Lirismo do contista Aleilton Fonseca
Cyro de Mattos*
Baiano nascido em Firmino Alves (1959), município do Sul da
Bahia, criado em Ilhéus, Aleilton
Fonseca reside há anos na cidade de
Salvador. Graduado em Letras pela Universidade Federal da Bahia, fez mestrado na Universidade Federal da
Paraíba e Doutorado na Universidade de São Paulo. É professor
titular Pleno da Universidade Estadual de Feira de Santana, onde leciona
Literatura Brasileira. Já publicou 25 livros, entre volumes de poesia, ensaio, conto e romance. Na galeria
de suas criações figuram os romances Nhô
Guimarães (2006), O pêndulo de Euclides (2009) e o livro de ensaio O arlequim da pauliceia (2012), entre outros. Faz parte de várias antologias do
conto, poesia e ensaio, no Brasil e exterior.

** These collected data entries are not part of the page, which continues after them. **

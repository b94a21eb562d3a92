//! Markup sniffing for a single line of generated text.

use serde::Serialize;

/// Hierarchy class of a line, decided by its leading markup.
#[derive(Debug, Clone, Copy, PartialEq, Eq, Serialize)]
#[serde(rename_all = "lowercase")]
pub enum LineKind {
    /// `**Title**`
    Topic,
    /// `*Title*` or any other line starting with a single `*`.
    Subtopic,
    /// Anything else.
    Detail,
}

/// A classified, non-empty line with its markup removed.
#[derive(Debug, Clone, PartialEq, Eq)]
pub struct Line {
    pub kind: LineKind,
    pub title: String,
}

/// Classify one line. Returns `None` for blank lines and for lines whose
/// title is empty once the markup is stripped (e.g. `****`).
pub fn classify(raw: &str) -> Option<Line> {
    let trimmed = raw.trim();
    if trimmed.is_empty() {
        return None;
    }

    let (kind, title) = if is_bold(trimmed) {
        (LineKind::Topic, strip_stars(trimmed))
    } else if trimmed.starts_with('*') {
        (LineKind::Subtopic, strip_stars(trimmed))
    } else {
        let detail = trimmed.strip_prefix('-').unwrap_or(trimmed).trim();
        (LineKind::Detail, detail.to_string())
    };

    if title.is_empty() {
        return None;
    }
    Some(Line { kind, title })
}

fn is_bold(line: &str) -> bool {
    line.len() > 4 && line.starts_with("**") && line.ends_with("**")
}

/// Drop the outer asterisks and any bold pairs left inside the title.
fn strip_stars(line: &str) -> String {
    line.trim_matches('*').replace("**", "").trim().to_string()
}
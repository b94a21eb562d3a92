use std::path::Path;

use tracing::info;

use mindmap_core::MindmapError;

/// File name of the mind-map system prompt inside a prompts directory.
pub const MINDMAP_TEMPLATE_FILE: &str = "mindmap.md";
/// File name of the summary system prompt inside a prompts directory.
pub const SUMMARY_TEMPLATE_FILE: &str = "summary.md";

const BUILTIN_MINDMAP: &str = include_str!("../prompts/mindmap.md");
const BUILTIN_SUMMARY: &str = include_str!("../prompts/summary.md");

/// System prompts for the two generation passes of a request.
#[derive(Debug, Clone, PartialEq, Eq)]
pub struct PromptTemplates {
    pub mindmap: String,
    pub summary: String,
}

impl PromptTemplates {
    /// Templates compiled into the binary.
    pub fn builtin() -> Self {
        Self {
            mindmap: BUILTIN_MINDMAP.trim().to_string(),
            summary: BUILTIN_SUMMARY.trim().to_string(),
        }
    }

    /// Load overrides from `dir`, or the built-ins when `dir` is `None`.
    /// A configured directory must contain both templates.
    pub fn load(dir: Option<&Path>) -> Result<Self, MindmapError> {
        let Some(dir) = dir else {
            return Ok(Self::builtin());
        };
        let templates = Self {
            mindmap: load_template(&dir.join(MINDMAP_TEMPLATE_FILE))?,
            summary: load_template(&dir.join(SUMMARY_TEMPLATE_FILE))?,
        };
        info!("Loaded prompt templates from {}", dir.display());
        Ok(templates)
    }
}

fn load_template(path: &Path) -> Result<String, MindmapError> {
    if !path.is_file() {
        return Err(MindmapError::TemplateNotFound(path.display().to_string()));
    }
    Ok(std::fs::read_to_string(path)?.trim().to_string())
}
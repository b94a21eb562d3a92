use async_trait::async_trait;
use serde::{Deserialize, Serialize};

/// A chat message for the LLM.
#[derive(Debug, Clone, Serialize, Deserialize)]
pub struct Message {
    pub role: Role,
    pub content: String,
}

impl Message {
    pub fn system(content: impl Into<String>) -> Self {
        Self { role: Role::System, content: content.into() }
    }

    pub fn user(content: impl Into<String>) -> Self {
        Self { role: Role::User, content: content.into() }
    }
}

#[derive(Debug, Clone, Copy, PartialEq, Eq, Serialize, Deserialize)]
#[serde(rename_all = "lowercase")]
pub enum Role {
    System,
    User,
    Assistant,
}

/// Generation knobs. Fixed per backend, never taken from the caller.
#[derive(Debug, Clone, Copy, PartialEq, Serialize, Deserialize)]
pub struct SamplingParams {
    pub temperature: f32,
    /// Nucleus-sampling threshold.
    pub top_p: Option<f32>,
    /// Maximum output length in tokens.
    pub max_tokens: u32,
    /// Only honoured by providers that have one (Ollama).
    pub repeat_penalty: Option<f32>,
}

/// One call to a provider. `model` and `api_key` override the provider's
/// configured defaults for this call only.
#[derive(Debug, Clone)]
pub struct CompletionRequest {
    pub messages: Vec<Message>,
    pub params: SamplingParams,
    pub model: Option<String>,
    pub api_key: Option<String>,
}

impl CompletionRequest {
    /// The system message, if any.
    pub fn system(&self) -> Option<&str> {
        self.messages
            .iter()
            .find(|m| m.role == Role::System)
            .map(|m| m.content.as_str())
    }

    /// Pick the per-request key, else the configured one.
    pub(crate) fn resolve_key<'a>(
        &'a self,
        configured: Option<&'a str>,
        provider: &str,
    ) -> Result<&'a str, LlmError> {
        self.api_key
            .as_deref()
            .filter(|k| !k.is_empty())
            .or(configured)
            .ok_or_else(|| LlmError::NotConfigured(format!("{provider} API key not set")))
    }

    pub(crate) fn resolve_model<'a>(&'a self, configured: &'a str) -> &'a str {
        self.model
            .as_deref()
            .filter(|m| !m.is_empty())
            .unwrap_or(configured)
    }
}

/// One remote chat-completion API.
#[async_trait]
pub trait LlmProvider: Send + Sync {
    /// Send a chat completion request and return the assistant's response text.
    async fn complete(&self, request: &CompletionRequest) -> Result<String, LlmError>;
}

#[derive(Debug, thiserror::Error)]
pub enum LlmError {
    #[error("HTTP request failed: {0}")]
    HttpError(reqwest::Error),
    #[error("API error: {status}: {body}")]
    ApiError { status: u16, body: String },
    #[error("failed to parse response: {0}")]
    ParseError(String),
    #[error("provider not configured: {0}")]
    NotConfigured(String),
}

impl From<reqwest::Error> for LlmError {
    /// The URL is stripped: error text reaches logs and HTTP responses.
    fn from(e: reqwest::Error) -> Self {
        LlmError::HttpError(e.without_url())
    }
}

impl LlmError {
    /// Connection, timeout and request-building failures. These are the only
    /// errors worth retrying; a non-2xx status or a bad payload is final.
    pub fn is_transport(&self) -> bool {
        match self {
            LlmError::HttpError(e) => e.is_connect() || e.is_timeout() || e.is_request(),
            _ => false,
        }
    }
}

Entre outras premiações, obteve o Terceiro Lugar no Prêmio da Fundação
Cultural do Estado da Bahia, com Jaú dos bois e outros contos, em 1977, e o Prêmio
Nacional Herberto Sales, da
Academia de Letras da Bahia, com O canto de Alvorada, em 2001.
Um de seus
volumes de contos, O desterro dos mortos
(2001), apresenta doze histórias
escritas revestidas de calor humano, que oferecem uma leitura prazerosa
pontuada com uma linguagem simples e plena de camadas líricas no seu
conteúdo “Nhô Guimarães”, a primeira
delas, embrião do romance homônimo,
conta a história de “um homem de sobejas
importâncias. Um distinto doutor, do sertão e da cidade, duas vezes lugareiro,
muito conhecedor das estradas gerais.”
Fica visível que a narrativa, de apelos aos falares da gente rural no
interior mineiro, retrabalhada em sua entonação cantante, foi motivada pelo propósito de homenagear o estupendo escritor e ficcionista Guimarães
Rosa. A figura do escritor mineiro vai sendo erguida pouco a pouco com sua
humanidade no texto que flui com sabores
na fala, usando para isso o contista das lembranças e entre tantos que afloram do personagem Manu
e sua mulher, amigos do homenageado. As histórias “O sorriso da estrela”, “O
avô e o rio” e “Jaú dos Bois” reaparecem
em O desterro dos mortos, vindas do pequeno volume Jaú dos bois e outros contos.
Não é preciso
ser íntimo das questões estéticas, crítico com
formação acadêmica, para perceber que os contos de Aleilton Fonseca
possuem como singularidades a marca da simplicidade na escrita para externar a
emoção, qualidades que se aderem ao
texto infiltradas de esperança e ternura. Essa relação inseparável entre o discurso
simples, sem experimentalismos, penetrado de afetividades, é
posta com sabedoria pelo
contista na escrita para que se faça a
leitura da vida tocada com rapidez e visibilidade, impregnada de emoção causada
pela cena.
Na relação
inseparável de que se vive e morre, sempre, aflições e solidões são ultrapassadas, ternuras
nos ritos de passagem informam
como as estações amadurecem a
infância, existem noutras terras
conduzidas pela morte sob o peso do
enigma. Histórias urdidas pela chama do
amor em
adolescentes irrompem para o voo
de anjos terrenos alçados às nuvens, paixões de adultos resvalam por entre fissuras e rupturas em
suas verdades pungentes, impondo a separação amarga sem volta.
Afirma-se
que literatura é a matéria verbal que expõe
uma experiência de vida. Esse conceito ajusta-se aos contos de Aleilton
Fonseca de maneira eficaz e sóbria. Em O
desterro dos mortos, a matéria verbal disposta para dizer do imaginário configura
significados colhidos através de uma
experiência colhida pelo contista no teatro da vida. Expressa histórias que nos remetem ao real
imaginado, em alguns momentos com
sensações semelhantes a que se tem nos contos tradicionais de reis, tanto é
o encantamento provindo do estado
psicológico dos personagens, o surgimento da paz no final sempre bem
achado, indicativo de uma janela que se abre para a
luminosidade da vida.
De outro viés, entre a dor e o amor, a paz que irá emergir
de momentos agudos mostra como a vida é um sofrido aprendizado.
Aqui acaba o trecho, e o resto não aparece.